WHAT IS NEEDED
Look through the records below, count the lines with the word "kinds", and reply with only the number.
-- AVAILABLE DATA follows --
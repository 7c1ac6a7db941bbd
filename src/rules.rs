//! Rule, requirement and verdict types.

use std::fmt;

use brrr_req_repr::Module;
use serde::{Deserialize, Serialize};

use crate::checks::{
    DefinedByFunctionRule, MatchesExpectedRule, NotDefinedRule, NotUsedRule, SimpleParamsRule,
    UsesAllParamsRule,
};

/// Fixed diagnostic for programs that did not parse.
pub const UNPARSABLE_MESSAGE: &str = "Could not check this requirement.";

/// Fixed diagnostic for rule kinds this version does not know.
pub const UNRECOGNIZED_MESSAGE: &str = "Could not understand this requirement.";

/// The kinds of rule that have a checker.
#[derive(Debug, Clone, Copy, PartialEq, Eq, PartialOrd, Ord, Hash)]
pub enum RuleKind {
    DefinedByFunction,
    MatchesExpected,
    HasSimpleParams,
    UsesAllParams,
    NotDefined,
    NotUsed,
}

impl RuleKind {
    /// All rule kinds.
    pub fn all() -> &'static [RuleKind] {
        &[
            RuleKind::DefinedByFunction,
            RuleKind::MatchesExpected,
            RuleKind::HasSimpleParams,
            RuleKind::UsesAllParams,
            RuleKind::NotDefined,
            RuleKind::NotUsed,
        ]
    }

    /// Short kebab-case name.
    pub fn name(&self) -> &'static str {
        match self {
            RuleKind::DefinedByFunction => "defined-by-function",
            RuleKind::MatchesExpected => "matches-expected",
            RuleKind::HasSimpleParams => "has-simple-params",
            RuleKind::UsesAllParams => "uses-all-params",
            RuleKind::NotDefined => "not-defined",
            RuleKind::NotUsed => "not-used",
        }
    }

    /// What the rule checks.
    pub fn description(&self) -> &'static str {
        match self {
            RuleKind::DefinedByFunction => {
                "Every body of the target is an application headed by the given function, \
                 looking through parentheses and the final expression of local bindings."
            }
            RuleKind::MatchesExpected => {
                "The target's right-hand sides, with source positions erased, have the \
                 expected fingerprint."
            }
            RuleKind::HasSimpleParams => {
                "Every parameter of every equation of the target is a variable, a wildcard, \
                 or a tuple or parenthesization of simple parameters."
            }
            RuleKind::UsesAllParams => {
                "Every variable bound by the target's parameters is referenced in the \
                 equation's body or local bindings."
            }
            RuleKind::NotDefined => "The target is not defined anywhere.",
            RuleKind::NotUsed => "The target is not referenced anywhere.",
        }
    }

    /// Parse a kind from its kebab-case or snake_case name.
    pub fn parse_name(s: &str) -> Option<Self> {
        let normalized = s.trim().to_ascii_lowercase().replace('_', "-");
        Self::all().iter().copied().find(|kind| kind.name() == normalized)
    }
}

impl fmt::Display for RuleKind {
    fn fmt(&self, f: &mut fmt::Formatter<'_>) -> fmt::Result {
        write!(f, "{}", self.name())
    }
}

/// A checker for one rule instance.
pub trait Check: Send + Sync {
    /// The rule kind.
    fn kind(&self) -> RuleKind;

    /// Check a parsed module; an empty result means the rule holds.
    fn check(&self, module: &Module) -> Vec<Diagnostic>;
}

/// One declarative rule about a submitted program.
///
/// Deserializes from a table tagged by `kind`. Unknown kinds become
/// [`Rule::Unrecognized`] rather than failing.
#[derive(Debug, Clone, PartialEq, Eq, Serialize, Deserialize)]
#[serde(tag = "kind", rename_all = "snake_case")]
pub enum Rule {
    DefinedByFunction(DefinedByFunctionRule),
    MatchesExpected(MatchesExpectedRule),
    HasSimpleParams(SimpleParamsRule),
    UsesAllParams(UsesAllParamsRule),
    NotDefined(NotDefinedRule),
    NotUsed(NotUsedRule),
    #[serde(other)]
    Unrecognized,
}

impl Rule {
    /// `target` must be defined directly in terms of `via`.
    pub fn defined_by_function(target: impl Into<String>, via: impl Into<String>) -> Self {
        Self::DefinedByFunction(DefinedByFunctionRule {
            target: target.into(),
            via: via.into(),
        })
    }

    /// `target` must have the given fingerprint.
    pub fn matches_expected(target: impl Into<String>, fingerprint: u64) -> Self {
        Self::MatchesExpected(MatchesExpectedRule {
            target: target.into(),
            fingerprint,
        })
    }

    /// `target` must not pattern-match on its parameters.
    pub fn has_simple_params(target: impl Into<String>) -> Self {
        Self::HasSimpleParams(SimpleParamsRule {
            target: target.into(),
        })
    }

    /// `target` must use all of its parameters.
    pub fn uses_all_params(target: impl Into<String>) -> Self {
        Self::UsesAllParams(UsesAllParamsRule {
            target: target.into(),
        })
    }

    /// `target` must not be defined.
    pub fn not_defined(target: impl Into<String>) -> Self {
        Self::NotDefined(NotDefinedRule {
            target: target.into(),
        })
    }

    /// `target` must not be referenced.
    pub fn not_used(target: impl Into<String>) -> Self {
        Self::NotUsed(NotUsedRule {
            target: target.into(),
        })
    }

    /// The checker for this rule, or `None` when the kind is unknown.
    pub fn checker(&self) -> Option<&dyn Check> {
        match self {
            Rule::DefinedByFunction(rule) => Some(rule),
            Rule::MatchesExpected(rule) => Some(rule),
            Rule::HasSimpleParams(rule) => Some(rule),
            Rule::UsesAllParams(rule) => Some(rule),
            Rule::NotDefined(rule) => Some(rule),
            Rule::NotUsed(rule) => Some(rule),
            Rule::Unrecognized => None,
        }
    }

    /// The rule kind, or `None` when unknown.
    pub fn kind(&self) -> Option<RuleKind> {
        self.checker().map(|check| check.kind())
    }

    /// The name the rule is about, if it has one.
    pub fn target(&self) -> Option<&str> {
        match self {
            Rule::DefinedByFunction(rule) => Some(&rule.target),
            Rule::MatchesExpected(rule) => Some(&rule.target),
            Rule::HasSimpleParams(rule) => Some(&rule.target),
            Rule::UsesAllParams(rule) => Some(&rule.target),
            Rule::NotDefined(rule) => Some(&rule.target),
            Rule::NotUsed(rule) => Some(&rule.target),
            Rule::Unrecognized => None,
        }
    }
}

/// A named group of rules that must all hold.
#[derive(Debug, Clone, PartialEq, Eq, Serialize, Deserialize)]
#[serde(deny_unknown_fields)]
pub struct Requirement {
    pub description: String,
    #[serde(default)]
    pub rules: Vec<Rule>,
}

impl Requirement {
    pub fn new(description: impl Into<String>, rules: Vec<Rule>) -> Self {
        Self {
            description: description.into(),
            rules,
        }
    }
}

/// A human-readable explanation of one rule violation.
#[derive(Debug, Clone, PartialEq, Eq, Hash, Serialize)]
#[serde(transparent)]
pub struct Diagnostic {
    pub message: String,
}

impl Diagnostic {
    pub fn new(message: impl Into<String>) -> Self {
        Self {
            message: message.into(),
        }
    }

    pub fn as_str(&self) -> &str {
        &self.message
    }
}

impl fmt::Display for Diagnostic {
    fn fmt(&self, f: &mut fmt::Formatter<'_>) -> fmt::Result {
        f.write_str(&self.message)
    }
}

impl PartialEq<&str> for Diagnostic {
    fn eq(&self, other: &&str) -> bool {
        self.message == *other
    }
}

/// Outcome of evaluating one requirement.
#[derive(Debug, Clone, Copy, PartialEq, Eq, Hash, Serialize)]
#[serde(rename_all = "snake_case")]
pub enum Verdict {
    /// The program parsed and every rule holds.
    Pass,
    /// The program parsed and at least one rule failed.
    Fail,
    /// The program did not parse.
    Inconclusive,
}

impl fmt::Display for Verdict {
    fn fmt(&self, f: &mut fmt::Formatter<'_>) -> fmt::Result {
        match self {
            Verdict::Pass => write!(f, "pass"),
            Verdict::Fail => write!(f, "fail"),
            Verdict::Inconclusive => write!(f, "inconclusive"),
        }
    }
}

/// The description, verdict and diagnostics for one requirement.
#[derive(Debug, Clone, PartialEq, Eq, Serialize)]
pub struct Evaluation {
    pub description: String,
    pub verdict: Verdict,
    pub diagnostics: Vec<Diagnostic>,
}

impl Evaluation {
    pub fn passed(&self) -> bool {
        self.verdict == Verdict::Pass
    }

    /// Diagnostic messages as plain strings.
    pub fn messages(&self) -> Vec<&str> {
        self.diagnostics.iter().map(Diagnostic::as_str).collect()
    }
}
-- AVAILABLE DATA concluded --
EXPECTED ANSWER
4